Extracted information:

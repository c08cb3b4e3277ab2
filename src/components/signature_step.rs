//! Signature Step
//!
//! Client signs on a canvas with mouse, pen or finger. The drawing is sent
//! as a base64 PNG.

use leptos::html::Canvas;
use leptos::prelude::*;
use leptos::task::spawn_local;
use wasm_bindgen::JsCast;
use web_sys::{CanvasRenderingContext2d, HtmlCanvasElement, PointerEvent};

use crate::api;
use crate::components::{BackButton, LoadingIndicator};
use crate::context::WizardContext;
use crate::error::ValidationError;
use crate::forms::signature_payload;
use crate::notify::use_notifier;
use crate::store::{store_report_id, use_session};

const LINE_WIDTH: f64 = 2.5;

fn context_2d(canvas: &HtmlCanvasElement) -> Option<CanvasRenderingContext2d> {
    canvas
        .get_context("2d")
        .ok()
        .flatten()
        .and_then(|ctx| ctx.dyn_into::<CanvasRenderingContext2d>().ok())
}

#[component]
pub fn SignatureStep() -> impl IntoView {
    let wizard = expect_context::<WizardContext>();
    let session = use_session();
    let notifier = use_notifier();

    let canvas_ref = NodeRef::<Canvas>::new();
    let (drawing, set_drawing) = signal(false);
    let (has_ink, set_has_ink) = signal(false);
    let (saving, set_saving) = signal(false);

    let with_pen = move |f: &dyn Fn(&CanvasRenderingContext2d)| {
        if let Some(ctx) = canvas_ref.get_untracked().as_ref().and_then(context_2d) {
            f(&ctx);
        }
    };

    let on_pointerdown = move |ev: PointerEvent| {
        ev.prevent_default();
        let (x, y) = (f64::from(ev.offset_x()), f64::from(ev.offset_y()));
        with_pen(&|ctx| {
            ctx.set_line_width(LINE_WIDTH);
            ctx.set_line_cap("round");
            ctx.set_line_join("round");
            ctx.set_stroke_style_str("#111827");
            ctx.begin_path();
            ctx.move_to(x, y);
        });
        set_drawing.set(true);
    };

    let on_pointermove = move |ev: PointerEvent| {
        if !drawing.get_untracked() {
            return;
        }
        let (x, y) = (f64::from(ev.offset_x()), f64::from(ev.offset_y()));
        with_pen(&|ctx| {
            ctx.line_to(x, y);
            ctx.stroke();
        });
        if !has_ink.get_untracked() {
            set_has_ink.set(true);
        }
    };

    let stop = move |_: PointerEvent| set_drawing.set(false);

    let clear = move |_| {
        if let Some(canvas) = canvas_ref.get_untracked() {
            if let Some(ctx) = context_2d(&canvas) {
                ctx.clear_rect(0.0, 0.0, f64::from(canvas.width()), f64::from(canvas.height()));
            }
        }
        set_has_ink.set(false);
    };

    let save = move |_| {
        if saving.get_untracked() {
            return;
        }
        if !has_ink.get_untracked() {
            notifier.show(ValidationError::EmptySignature.to_string());
            return;
        }
        let Some(canvas) = canvas_ref.get_untracked() else {
            return;
        };
        let payload = match canvas.to_data_url_with_type("image/png") {
            Ok(url) => signature_payload(&url),
            Err(e) => {
                log::error!("[Signature] Could not export canvas: {:?}", e);
                Err(ValidationError::InvalidSignature)
            }
        };
        let payload = match payload {
            Ok(payload) => payload,
            Err(e) => {
                notifier.show(e.to_string());
                return;
            }
        };

        let report_id = store_report_id(&session);
        set_saving.set(true);
        spawn_local(async move {
            let result = api::save_signature(&report_id, &payload).await;
            set_saving.set(false);
            match result {
                Ok(()) => {
                    log::info!("[Signature] Saved for report {}", report_id);
                    set_has_ink.set(false);
                    wizard.advance();
                }
                Err(e) => notifier.error("Signature", &e),
            }
        });
    };

    view! {
        <BackButton on_back=move |_| wizard.retreat() />
        <div class="step-form">
            <h2>"Client Signature"</h2>
            <p class="muted">
                "By signing, the client confirms the service described in this report was carried out."
            </p>
            <canvas
                node_ref=canvas_ref
                class="signature-pad"
                width="600"
                height="240"
                style="touch-action: none;"
                on:pointerdown=on_pointerdown
                on:pointermove=on_pointermove
                on:pointerup=stop
                on:pointerleave=stop
                on:pointercancel=stop
            ></canvas>
            <LoadingIndicator when=saving />
            <div class="step-actions">
                <button type="button" class="ghost-btn" on:click=clear>
                    "Clear"
                </button>
                <button type="button" class="primary-btn" disabled=move || saving.get() on:click=save>
                    "Save signature"
                </button>
            </div>
        </div>
    }
}
//! Frontend Models
//!
//! Records exchanged with the portal backend. The backend is loose about
//! types (ids arrive as numbers or strings, flags as `0`/`1` or booleans),
//! so the deserializers here accept either form.

use serde::{Deserialize, Deserializer, Serialize};

use leptos_infinite::Keyed;

/// Operator (pest control officer) as returned by `search_user` / `save_user`
#[derive(Debug, Clone, PartialEq, Default, Serialize, Deserialize)]
pub struct Operator {
    #[serde(default, deserialize_with = "de_text")]
    pub cpo_no: String,
    #[serde(default, deserialize_with = "de_text")]
    pub username: String,
    #[serde(default, deserialize_with = "de_text")]
    pub user_cell: String,
}

/// Client match from `search_client`, used to prefill Client Info
#[derive(Debug, Clone, PartialEq, Default, Serialize, Deserialize)]
pub struct ClientMatch {
    #[serde(default, deserialize_with = "de_text")]
    pub client_name: String,
    #[serde(default, deserialize_with = "de_text")]
    pub client_cell: String,
    #[serde(default, deserialize_with = "de_text")]
    pub client_address: String,
}

/// Client row from `get_clients`
#[derive(Debug, Clone, PartialEq, Serialize, Deserialize)]
pub struct Client {
    #[serde(deserialize_with = "de_text")]
    pub client_id: String,
    #[serde(default, deserialize_with = "de_text")]
    pub client_name: String,
    #[serde(default, deserialize_with = "de_text")]
    pub client_email: String,
    #[serde(default, deserialize_with = "de_text")]
    pub client_cell: String,
    #[serde(default, deserialize_with = "de_text")]
    pub client_address: String,
    #[serde(default, deserialize_with = "de_text")]
    pub created: String,
}

impl Keyed for Client {
    type Key = String;

    fn key(&self) -> String {
        self.client_id.clone()
    }
}

/// Report row from `get_reports`
#[derive(Debug, Clone, PartialEq, Serialize, Deserialize)]
pub struct ReportSummary {
    #[serde(deserialize_with = "de_text")]
    pub report_id: String,
    #[serde(default, deserialize_with = "de_text")]
    pub user_id: String,
    #[serde(default, deserialize_with = "de_text")]
    pub client_id: String,
    #[serde(default, deserialize_with = "de_text")]
    pub client_name: String,
    #[serde(default, deserialize_with = "de_text")]
    pub report_status: String,
    #[serde(default, deserialize_with = "de_text")]
    pub report_date: String,
}

impl Keyed for ReportSummary {
    type Key = String;

    fn key(&self) -> String {
        self.report_id.clone()
    }
}

/// Station row from `get_stations`
#[derive(Debug, Clone, PartialEq, Serialize, Deserialize)]
pub struct Station {
    #[serde(deserialize_with = "de_text")]
    pub id: String,
    #[serde(default, deserialize_with = "de_text")]
    pub station_no: String,
    #[serde(default = "default_true", deserialize_with = "de_flag")]
    pub is_accessible: bool,
    #[serde(default, deserialize_with = "de_opt_text")]
    pub accessible_reason: Option<String>,
    #[serde(default, deserialize_with = "de_flag")]
    pub station_activity: bool,
    #[serde(default, deserialize_with = "de_flag")]
    pub is_outside: bool,
    #[serde(default, deserialize_with = "de_opt_text")]
    pub station_remark: Option<String>,
    #[serde(default, deserialize_with = "de_opt_text")]
    pub station_poison_type: Option<String>,
    #[serde(default, deserialize_with = "de_opt_text")]
    pub other: Option<String>,
    #[serde(default, deserialize_with = "de_opt_text")]
    pub poison: Option<String>,
    #[serde(default, deserialize_with = "de_opt_text")]
    pub poison_qty: Option<String>,
    #[serde(default, deserialize_with = "de_opt_text")]
    pub qty_unit: Option<String>,
    #[serde(default, deserialize_with = "de_opt_text")]
    pub station_l_no: Option<String>,
    #[serde(default, deserialize_with = "de_opt_text")]
    pub station_batch_no: Option<String>,
}

impl Station {
    /// Product label: catalog product, or the free-text entry for "other"
    pub fn product(&self) -> Option<&str> {
        self.poison
            .as_deref()
            .filter(|p| !p.is_empty())
            .or_else(|| self.other.as_deref().filter(|p| !p.is_empty()))
    }

    /// "2 Block" style quantity, when both parts are present and non-zero
    pub fn quantity_label(&self) -> Option<String> {
        let qty = self.poison_qty.as_deref().filter(|q| !q.is_empty() && *q != "0")?;
        let unit = self.qty_unit.as_deref().filter(|u| !u.is_empty())?;
        Some(format!("{} {}", qty, unit))
    }
}

fn default_true() -> bool {
    true
}

// ========================
// Lenient Deserializers
// ========================

#[derive(Deserialize)]
#[serde(untagged)]
enum Loose {
    Bool(bool),
    Int(i64),
    Float(f64),
    Text(String),
}

impl Loose {
    fn into_text(self) -> String {
        match self {
            Loose::Bool(b) => b.to_string(),
            Loose::Int(i) => i.to_string(),
            Loose::Float(f) => f.to_string(),
            Loose::Text(s) => s,
        }
    }
}

/// Number or string as text; `null` becomes empty
pub fn de_text<'de, D: Deserializer<'de>>(d: D) -> Result<String, D::Error> {
    Ok(Option::<Loose>::deserialize(d)?.map(Loose::into_text).unwrap_or_default())
}

/// Number or string as text, keeping `null` as `None`
pub fn de_opt_text<'de, D: Deserializer<'de>>(d: D) -> Result<Option<String>, D::Error> {
    Ok(Option::<Loose>::deserialize(d)?.map(Loose::into_text))
}

/// `true`/`false`, `1`/`0`, or `"1"`/`"0"`/`"true"`; `null` is false
pub fn de_flag<'de, D: Deserializer<'de>>(d: D) -> Result<bool, D::Error> {
    Ok(match Option::<Loose>::deserialize(d)? {
        None => false,
        Some(Loose::Bool(b)) => b,
        Some(Loose::Int(i)) => i != 0,
        Some(Loose::Float(f)) => f != 0.0,
        Some(Loose::Text(s)) => matches!(s.trim(), "1" | "true" | "TRUE" | "True"),
    })
}

#[cfg(test)]
mod tests {
    use super::*;
    use serde_json::json;

    #[test]
    fn test_station_with_php_style_values() {
        let station: Station = serde_json::from_value(json!({
            "id": 12,
            "station_no": "4",
            "is_accessible": "1",
            "accessible_reason": null,
            "station_activity": 0,
            "is_outside": 1,
            "station_remark": "eaten",
            "station_poison_type": "poison",
            "poison": "Rodenthor Block",
            "poison_qty": 2,
            "qty_unit": "Block",
            "station_l_no": "L9396",
            "station_batch_no": "B-77"
        }))
        .unwrap();

        assert_eq!(station.id, "12");
        assert_eq!(station.station_no, "4");
        assert!(station.is_accessible);
        assert!(!station.station_activity);
        assert!(station.is_outside);
        assert_eq!(station.product(), Some("Rodenthor Block"));
        assert_eq!(station.quantity_label().as_deref(), Some("2 Block"));
    }

    #[test]
    fn test_inaccessible_station_has_no_quantity() {
        let station: Station = serde_json::from_value(json!({
            "id": "3",
            "station_no": 9,
            "is_accessible": false,
            "accessible_reason": "Locked gate",
            "is_outside": false,
            "poison_qty": null,
            "qty_unit": null
        }))
        .unwrap();

        assert!(!station.is_accessible);
        assert_eq!(station.accessible_reason.as_deref(), Some("Locked gate"));
        assert_eq!(station.quantity_label(), None);
        assert_eq!(station.product(), None);
    }

    #[test]
    fn test_other_station_shows_free_text_product() {
        let station: Station = serde_json::from_value(json!({
            "id": "5",
            "station_poison_type": "other",
            "other": "Glue board",
            "poison": ""
        }))
        .unwrap();
        assert_eq!(station.product(), Some("Glue board"));
    }

    #[test]
    fn test_report_id_number_or_string_share_a_key() {
        let a: ReportSummary = serde_json::from_value(json!({"report_id": 41})).unwrap();
        let b: ReportSummary = serde_json::from_value(json!({"report_id": "41"})).unwrap();
        assert_eq!(a.key(), b.key());
    }

    #[test]
    fn test_client_missing_optional_fields() {
        let client: Client = serde_json::from_value(json!({
            "client_id": 7,
            "client_name": "Spar Main Road"
        }))
        .unwrap();
        assert_eq!(client.client_id, "7");
        assert_eq!(client.client_email, "");
    }
}
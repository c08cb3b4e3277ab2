//! Fumigation Service Form
//!
//! Treated areas and target pests with the chemical applied.

use std::collections::BTreeSet;

use serde::ser::{Serialize, SerializeMap, Serializer};

use crate::catalog::{self, TARGET_PESTS, TREATED_AREAS, OTHER};
use crate::error::ValidationError;

use super::filled;

/// Fumigation Service fields
#[derive(Debug, Clone, Default, PartialEq)]
pub struct ServiceDraft {
    /// Checked `area_*` fields
    pub areas: BTreeSet<&'static str>,
    pub area_other: String,
    /// Checked `for_*` fields
    pub pests: BTreeSet<&'static str>,
    pub for_other: String,
    pub chemical_selection: String,
    pub other_chemical: String,
    pub l_number: String,
    pub batch_number: String,
    pub remarks: String,
}

impl ServiceDraft {
    pub fn toggle_area(&mut self, field: &'static str, checked: bool) {
        toggle(&mut self.areas, field, checked);
    }

    pub fn toggle_pest(&mut self, field: &'static str, checked: bool) {
        toggle(&mut self.pests, field, checked);
    }

    /// Pick a chemical; the L number follows the catalog and "other" clears it
    pub fn select_chemical(&mut self, value: &str) {
        self.chemical_selection = value.to_string();
        self.other_chemical.clear();
        self.l_number = catalog::chemical_l_number(value).to_string();
    }

    pub fn validate(&self, report_id: &str) -> Result<ServiceRecord, ValidationError> {
        let chemical = filled(&self.chemical_selection).ok_or(ValidationError::Required("Chemical"))?;
        let other_chemical = filled(&self.other_chemical).unwrap_or_default();
        if chemical == OTHER && other_chemical.is_empty() {
            return Err(ValidationError::Required("Other chemical"));
        }

        Ok(ServiceRecord {
            report_id: report_id.to_string(),
            areas: TREATED_AREAS
                .iter()
                .map(|(field, _)| (*field, self.areas.contains(field)))
                .collect(),
            area_other: self.area_other.trim().to_string(),
            pests: TARGET_PESTS
                .iter()
                .map(|(field, _)| (*field, self.pests.contains(field)))
                .collect(),
            for_other: self.for_other.trim().to_string(),
            chemical_selection: chemical,
            other_chemical,
            l_number: self.l_number.trim().to_string(),
            batch_number: self.batch_number.trim().to_string(),
            remarks: self.remarks.trim().to_string(),
        })
    }
}

fn toggle(set: &mut BTreeSet<&'static str>, field: &'static str, checked: bool) {
    if checked {
        set.insert(field);
    } else {
        set.remove(field);
    }
}

/// Payload for `save_service`; checklist flags go out as `0`/`1`
#[derive(Debug, Clone, PartialEq)]
pub struct ServiceRecord {
    pub report_id: String,
    pub areas: Vec<(&'static str, bool)>,
    pub area_other: String,
    pub pests: Vec<(&'static str, bool)>,
    pub for_other: String,
    pub chemical_selection: String,
    pub other_chemical: String,
    pub l_number: String,
    pub batch_number: String,
    pub remarks: String,
}

impl Serialize for ServiceRecord {
    fn serialize<S: Serializer>(&self, serializer: S) -> Result<S::Ok, S::Error> {
        let mut map = serializer.serialize_map(None)?;
        map.serialize_entry("report_id", &self.report_id)?;
        for (field, checked) in self.areas.iter().chain(&self.pests) {
            map.serialize_entry(field, &u8::from(*checked))?;
        }
        map.serialize_entry("area_other", &self.area_other)?;
        map.serialize_entry("for_other", &self.for_other)?;
        map.serialize_entry("chemical_selection", &self.chemical_selection)?;
        map.serialize_entry("other_chemical", &self.other_chemical)?;
        map.serialize_entry("l_number", &self.l_number)?;
        map.serialize_entry("batch_number", &self.batch_number)?;
        map.serialize_entry("remarks", &self.remarks)?;
        map.end()
    }
}

#[cfg(test)]
mod tests {
    use super::*;

    #[test]
    fn test_chemical_required() {
        let draft = ServiceDraft::default();
        assert_eq!(draft.validate("41"), Err(ValidationError::Required("Chemical")));
    }

    #[test]
    fn test_other_chemical_required_for_other() {
        let mut draft = ServiceDraft::default();
        draft.select_chemical("Roach Force");
        assert_eq!(draft.l_number, "L8652");

        draft.select_chemical(OTHER);
        assert_eq!(draft.l_number, "");
        assert_eq!(draft.validate("41"), Err(ValidationError::Required("Other chemical")));

        draft.other_chemical = "Diatomaceous earth".into();
        assert!(draft.validate("41").is_ok());
    }

    #[test]
    fn test_payload_flags_are_numeric() {
        let mut draft = ServiceDraft::default();
        draft.select_chemical("Fly Bait");
        draft.toggle_area("area_kitchen", true);
        draft.toggle_area("area_deli", true);
        draft.toggle_area("area_deli", false);
        draft.toggle_pest("for_flies", true);
        draft.for_other = "Wasps".into();

        let value = serde_json::to_value(draft.validate("41").unwrap()).unwrap();
        assert_eq!(value["report_id"], "41");
        assert_eq!(value["area_kitchen"], 1);
        assert_eq!(value["area_deli"], 0);
        assert_eq!(value["area_rubish"], 0);
        assert_eq!(value["for_flies"], 1);
        assert_eq!(value["for_other"], "Wasps");
        assert_eq!(value["chemical_selection"], "Fly Bait");
        assert_eq!(value["l_number"], "L7579");

        let keys = value.as_object().unwrap().len();
        assert_eq!(keys, 1 + TREATED_AREAS.len() + TARGET_PESTS.len() + 7);
    }
}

Task details: Reproduce the entries exactly, starting at their first line and stopping after the line with "fn context_2d(canvas: &HtmlCanvasElement)".

Task response:
repository c08cb3b4e3277ab2
filename src/components/signature_step.rs
//! Signature Step
//!
//! Client signs on a canvas with mouse, pen or finger. The drawing is sent
//! as a base64 PNG.

use leptos::html::Canvas;
use leptos::prelude::*;
use leptos::task::spawn_local;
use wasm_bindgen::JsCast;
use web_sys::{CanvasRenderingContext2d, HtmlCanvasElement, PointerEvent};

use crate::api;
use crate::components::{BackButton, LoadingIndicator};
use crate::context::WizardContext;
use crate::error::ValidationError;
use crate::forms::signature_payload;
use crate::notify::use_notifier;
use crate::store::{store_report_id, use_session};

const LINE_WIDTH: f64 = 2.5;

fn context_2d(canvas: &HtmlCanvasElement) -> Option<CanvasRenderingContext2d> {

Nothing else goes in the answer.